Another clinically relevant aspect that has received limited attention in research is the use of models of compromised healing. Indeed, the vast majority of the studies in our review rely on healthy animal models. Only 2 studies modeled infection at the surgical site but their measured outcomes were related to infection clearance and/or membrane analysis, as they did not perform the second stage surgery. Nevertheless, patients with open fractures, infected nonunions, and osteomyelitis represent a substantial proportion of the patients treated with the IMT.[ It would also be relevant to test the IMT in the presence of comorbidities known for their deleterious effect on bone healing, such as diabetes, and for which animal models are available.

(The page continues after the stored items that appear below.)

//! Answer validation: normalize the raw input and compare it against every
//! acceptable solution form of a problem.
//!
//! Normalization order: trim → collapse whitespace → lowercase → strip
//! punctuation/currency marks → drop filler words ("and", "rupees", "only").

use tracing::debug;

use crate::domain::{Answer, Problem, ProblemData, SolutionForm, Verdict};

const FILLER_WORDS: [&str; 5] = ["and", "rupees", "rupee", "only", "rs"];

/// Trim and collapse internal whitespace.
pub fn normalize_text(s: &str) -> String {
  s.split_whitespace().collect::<Vec<_>>().join(" ")
}

/// Canonical comparison key for word-form answers.
pub fn normalize_words(s: &str) -> String {
  let lowered = normalize_text(s).to_lowercase();
  let cleaned: String = lowered
    .chars()
    .map(|c| if c == '-' { ' ' } else { c })
    .filter(|c| !matches!(c, ',' | '.' | '!' | '?' | ';' | ':' | '₹' | '/' | '\'' | '"'))
    .collect();
  cleaned
    .split_whitespace()
    .filter(|w| !FILLER_WORDS.contains(w))
    .map(singular_scale)
    .collect::<Vec<_>>()
    .join(" ")
}

fn singular_scale(w: &str) -> &str {
  match w {
    "lakhs" | "lacs" | "lac" => "lakh",
    "crores" => "crore",
    "thousands" => "thousand",
    "hundreds" => "hundred",
    other => other,
  }
}

/// Canonical digit string for numeric answers, or `None` if the input is not a number.
/// Accepts grouping commas, a currency prefix, and suffixes like "/-" or ".00".
/// Any other period is a decimal point, so "1.5" is not a whole number.
pub fn normalize_numeric(s: &str) -> Option<String> {
  let lowered = normalize_text(s).to_lowercase();
  let words: Vec<&str> = lowered
    .split_whitespace()
    .filter(|w| !matches!(*w, "rupees" | "rupee" | "only"))
    .collect();
  let mut compact: String = words.concat();
  for prefix in ["rs.", "rs", "inr", "₹", "$"] {
    if let Some(rest) = compact.strip_prefix(prefix) {
      compact = rest.to_string();
      break;
    }
  }
  if let Some(rest) = compact.strip_suffix("/-") {
    compact = rest.to_string();
  }
  // sentence full stop
  if let Some(rest) = compact.strip_suffix('.') {
    compact = rest.to_string();
  }
  for suffix in [".00", ".0"] {
    if let Some(rest) = compact.strip_suffix(suffix) {
      compact = rest.to_string();
      break;
    }
  }
  let compact: String = compact.chars().filter(|c| *c != ',').collect();
  let (sign, digits) = match compact.strip_prefix('-') {
    Some(rest) => ("-", rest),
    None => ("", compact.as_str()),
  };
  if digits.is_empty() || !digits.chars().all(|c| c.is_ascii_digit()) {
    return None;
  }
  Some(format!("{sign}{digits}"))
}

fn normalize_label(s: &str) -> String {
  normalize_text(s)
    .to_lowercase()
    .trim_end_matches(|c: char| c.is_ascii_punctuation())
    .to_string()
}

/// Crude English singular: cherries → cherry, mangoes → mango, peaches → peach.
fn singular(word: &str) -> &str {
  if word.len() > 4 && word.ends_with("ies") {
    return &word[..word.len() - 3];
  }
  for plural in ["oes", "ches", "shes", "sses", "xes"] {
    if word.ends_with(plural) {
      return &word[..word.len() - 2];
    }
  }
  match word.strip_suffix('s') {
    Some(rest) if !rest.is_empty() && !word.ends_with("ss") => rest,
    _ => word,
  }
}

/// Stem used for label comparison; "ies" plurals keep their "y" singular.
fn label_stem(label: &str) -> String {
  let s = singular(label);
  if s.len() + 3 == label.len() && label.ends_with("ies") {
    format!("{s}y")
  } else {
    s.to_string()
  }
}

fn labels_match(a: &str, b: &str) -> bool {
  let (a, b) = (normalize_label(a), normalize_label(b));
  if a.is_empty() {
    return false;
  }
  a == b || label_stem(&a) == label_stem(&b)
}

fn strip_whitespace(s: &str) -> String {
  s.chars().filter(|c| !c.is_whitespace()).collect()
}

/// True if `answer` is equivalent to one solution form.
pub fn matches_form(form: &SolutionForm, answer: &Answer) -> bool {
  match (form, answer) {
    (SolutionForm::Number(n), Answer::Number(x)) => n == x,
    (SolutionForm::Number(n), Answer::Text(t)) => normalize_numeric(t).as_deref() == Some(n.to_string().as_str()),
    (SolutionForm::Words(w), Answer::Text(t)) => {
      let got = normalize_words(t);
      !got.is_empty() && got == normalize_words(w)
    }
    (SolutionForm::Label(l), Answer::Text(t)) => labels_match(t, l),
    (SolutionForm::Literal(l), Answer::Text(t)) => strip_whitespace(t) == strip_whitespace(l),
    (SolutionForm::Literal(l), Answer::Number(x)) => strip_whitespace(l) == x.to_string(),
    _ => false,
  }
}

pub fn validate(problem: &Problem, answer: &Answer) -> Verdict {
  if let ProblemData::Currency { target, denominations } = &problem.data {
    return validate_composition(problem, *target, denominations, answer);
  }

  let correct = problem.solution_forms.iter().any(|f| matches_form(f, answer));
  debug!(target: "problem", id = %problem.id, kind = %problem.kind, correct, "answer checked");
  let message = if correct { "Correct!".to_string() } else { wrong_answer_message(problem, answer) };
  Verdict { correct, message, canonical_answer: problem.canonical_answer.clone() }
}

fn wrong_answer_message(problem: &Problem, answer: &Answer) -> String {
  if let Answer::Text(t) = answer {
    if t.trim().is_empty() {
      return "Please type an answer first.".into();
    }
  }
  let wants_words = problem.solution_forms.iter().all(|f| matches!(f, SolutionForm::Words(_)));
  let wants_literal = problem.solution_forms.iter().all(|f| matches!(f, SolutionForm::Literal(_)));
  let looks_numeric = match answer {
    Answer::Number(_) => true,
    Answer::Text(t) => normalize_numeric(t).is_some(),
    Answer::Denominations(_) => false,
  };
  if wants_words && looks_numeric {
    "Not quite. Write the number in words.".into()
  } else if wants_literal && looks_numeric && !matches!(answer, Answer::Text(t) if t.contains(',')) {
    "Not quite. Remember to place the commas.".into()
  } else {
    "Not quite. Try again!".into()
  }
}

/// Parse "500 + 200 + 5" (optionally with ₹) into denominations.
fn parse_composition(text: &str) -> Option<Vec<u32>> {
  text
    .split('+')
    .map(|part| {
      let p = part.trim().trim_start_matches('₹').trim();
      p.parse::<u32>().ok()
    })
    .collect()
}

fn validate_composition(problem: &Problem, target: i64, offered: &[u32], answer: &Answer) -> Verdict {
  let chosen = match answer {
    Answer::Denominations(v) => Some(v.clone()),
    Answer::Number(n) => u32::try_from(*n).ok().map(|n| vec![n]),
    Answer::Text(t) => parse_composition(t),
  };
  let canonical_answer = problem.canonical_answer.clone();
  let Some(chosen) = chosen.filter(|c| !c.is_empty()) else {
    return Verdict { correct: false, message: "Pick some notes or coins first.".into(), canonical_answer };
  };
  if let Some(bad) = chosen.iter().find(|d| !offered.contains(d)) {
    return Verdict {
      correct: false,
      message: format!("₹{bad} is not one of the notes or coins on offer."),
      canonical_answer,
    };
  }
  let sum: i64 = chosen.iter().map(|d| *d as i64).sum();
  let correct = sum == target;
  debug!(target: "problem", id = %problem.id, sum, target, correct, "composition checked");
  let message = if correct {
    "Correct!".to_string()
  } else if sum < target {
    format!("That makes ₹{sum}. You need ₹{} more.", target - sum)
  } else {
    format!("That makes ₹{sum}. That is ₹{} too much.", sum - target)
  };
  Verdict { correct, message, canonical_answer }
}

Finally, while graft material harvested from the iliac crest is 1 of the most common clinical approaches, only 7 studies obtained autologous graft from the iliac crest. Whether due to anatomical differences or technical limitations, bone graft was often collected from other sources that may not translate to clinical practice. In general, descriptions of bone grafting protocols are limited, which further complicates the evaluation of graft material quality. Considering that the overall success of the IMT cannot be isolated from the quality of bone graft, it is critical to optimize the grafting protocol before making comparisons with other techniques.

Conclusions

The growing clinical use and popularity of the IMT seems to have resulted in an acceleration of animal research on the topic. However, as this review demonstrates, various gaps and limitations exist in the preclinical literature with respect to assessment approaches, reporting, or targets of investigation. To provide more meaningful conclusions from a clinical standpoint, future studies should aim to report union rates explicitly, based on radiographic evaluation, and functional assessment of bones should be encouraged. Studies including both stages of the techniques should also be favored. Nevertheless, a better understanding of how the membrane characteristics influence healing outcomes remains crucial. Many aspects of clinical importance still need to be investigated, such as the impact on bone healing of antibiotic-impregnated spacers, time between stages, sex or comorbidities. Finally, models of the IMT should be described in detail, particularly in relation to the grafting protocol.